My own personal experience shows how ridiculous some of these controls are. I delivered Alex via c-section at around 10:00 in the morning. He was my fourth c-section so I pretty much knew the drill. I’d be fairly intensely monitored overnight until IVs, monitors, catheters, and all the fun stuff was removed. I knew that I’d be interrupted every couple of hours for vital signs and some poking and prodding. His was a planned procedure so it really wasn’t fair that I had gone into mild labor the night before, and not wanting to disturb anyone, stuck it out until it was time to go to the hospital in the morning. So by 10:00pm it had been about 40 hours since I’d really slept, unless you count a half hour or so in the recovery room many hours earlier. I was exhausted.
I’m a model patient. I’m polite to nurses, aides, volunteers, doctors, lab techs, and housekeepers. I follow orders. I don’t ask for help unless I really need it. I’m not demanding. I don’t have hordes of visitors in and out disturbing the floor at all hours of the day. I clean up after myself. Really I’m a nurse’s dream.
But at 10:00pm when I just wanted to sleep, and the drugs are making my eyes so heavy, and I’m about to finally drift off for a moment’s peace, knowing that when I go home I’ll have four children to contend with, and I’m thinking of my new sweet little Alex resting quietly in the nursery, and BEEPBEEPBEEPBEEPBEEPBEEPBEEPBEEPBEEPBEEPBEEPBEEPBEEPBEEPBEEPBEEPBEEPBEEPBEEPBEEPBEEPBEEPBEEPBEEP! Holy CRAP, what is that??? Some fool alarm is going off, I don’t know why. It takes ten minutes to get someone in my room to reset it.
Repeat this scene three times and you’ll turn an upstanding patient into a snarling monster. The aide explained that it was a pulse ox monitor, and that my oxygen saturation was supposed to remain above 90. Turns out I’m a shallow breather when I sleep, and every time I drifted off, my sats would drop to 87 or 88 and set off the alarm. The third time it happened, I begged her to just turn it off. She couldn’t, so I asked her to send my nurse in.
When my nurse finally came in around 11:00, I asked her why the monitor was necessary, as I didn’t recall being monitored previously. Apparently I was given subcutaneous morphine during my surgery, which required my O-sats to be monitored continuously. Great, that’s fine and dandy, but obviously the threshold needs to be lower because I’m setting the alarm off every time I fall asleep, but I am fine. The nurse was a total bitch. She would not listen to my reasoned argument that a.) I’m never going to sleep if this stupid thing goes off every time I fall asleep, b.) Your staff is going to be in and out of here all night turning this damn alarm off, and c.) Since every time it goes off it takes someone at least ten minutes to respond to it, if I were truly in respiratory distress, the alarm wouldn’t be serving any purpose anyway.

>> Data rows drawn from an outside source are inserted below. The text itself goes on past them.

//! # rust-follow
//!
//! A follower-positioning engine: entities follow a leader in formation,
//! recomputed on a fixed tick.
//!
//! ## Design Principles
//!
//! 1. **Host-Agnostic**: The engine never owns entities. It reads them through
//!    `EntitySource` and writes positions back through `EntitySink`.
//!
//! 2. **Two-Phase Ticks**: Positions are computed against a frozen snapshot,
//!    then applied on the host's thread. Structural changes made while a
//!    compute pass runs are buffered and flushed at the tick boundary.
//!
//! 3. **Fail Per Session**: A session whose update errors or panics is dropped
//!    on its own; every other session keeps moving.
//!
//! ## Modules
//!
//! - `core`: Vectors, entity ids and traits, configuration, errors, snapshots
//! - `geometry`: Circle helpers for ring packing
//! - `modes`: Placement strategies (joint, arc, orbit, snake)
//! - `follow`: Sessions, the registry and its pending-change buffer
//! - `scheduler`: Compute passes, the worker thread and the tick driver
//! - `world`: In-memory reference host
//!
//! ## Example
//!
//! ```
//! use std::time::Instant;
//!
//! use rust_follow::{EntityId, EntityState, FollowConfig, FollowMode, FollowScheduler, MemoryWorld, Vec2};
//!
//! let mut world = MemoryWorld::new(1000.0, 1000.0);
//! world.spawn(EntityId(1), EntityState::new(Vec2::new(500.0, 500.0)).with_hit_size(4.0));
//! world.spawn(EntityId(2), EntityState::new(Vec2::new(550.0, 500.0)).with_hit_size(4.0));
//!
//! let mut scheduler = FollowScheduler::new(FollowConfig::default()).unwrap();
//! scheduler
//!     .registry_mut()
//!     .follow(EntityId(1), EntityId(2), Some(FollowMode::Joint), &world)
//!     .unwrap();
//!
//! let summary = scheduler.tick(Instant::now(), &mut world).unwrap();
//! assert_eq!(summary.applied, 1);
//! // Dragged to 24 units (spacing 16 + two hit sizes of 4) behind the leader.
//! let follower = world.position(EntityId(2)).unwrap();
//! assert!((follower.x - 524.0).abs() < 1e-3);
//! ```

pub mod core;
pub mod follow;
pub mod geometry;
pub mod modes;
pub mod scheduler;
pub mod world;

// Re-export commonly used types
pub use crate::core::{
    ArcConfig, BoundsPolicy, EntityId, EntitySink, EntitySource, EntityState, ExecutionMode,
    FollowConfig, FollowError, FollowResult, JointConfig, OrbitConfig, SnakeConfig, Vec2,
    WorldBounds, WorldSnapshot,
};

pub use crate::follow::{
    FollowOutcome, FollowRegistry, FollowSession, PlannedMove, SharedSession, TickPhase,
};

pub use crate::modes::{FollowMode, Placement, PlacementContext, Strategy};

pub use crate::scheduler::{FollowScheduler, TickSummary};

pub use crate::world::MemoryWorld;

She had no solutions, was unsympathetic, snotty, offered no comfort, and wouldn’t hear me out, so I had no other option to start hysterical and hormonal sobbing, demanding to speak to her house supervisor, and telling her she was a cold-hearted bitch. Finally she relented and agreed to lower the alarm trigger to 88. I knew this wouldn’t be effective, but I’m smarter than everyone in the room, and carefully watched as she and another aide recalibrated the monitor. When they left, and the alarm went off again because I’d dropped to 87, I pulled the monitor over to my bed, and reset that bastard to 50. I was determined that this alarm wouldn’t go off again unless I was fucking dead.
When I woke up in the morning I quietly reset the alarm back to the original level before the nurse came in to check on me. And then I apologized to her for being difficult, because that’s what I do, even though afterwards I was pissed off because she should have been the one apologizing to me.
So anyway, yeah, alarm fatigue. It’s real. It’s dangerous. And hospitals should find a way to make alarms actually serve their real purpose.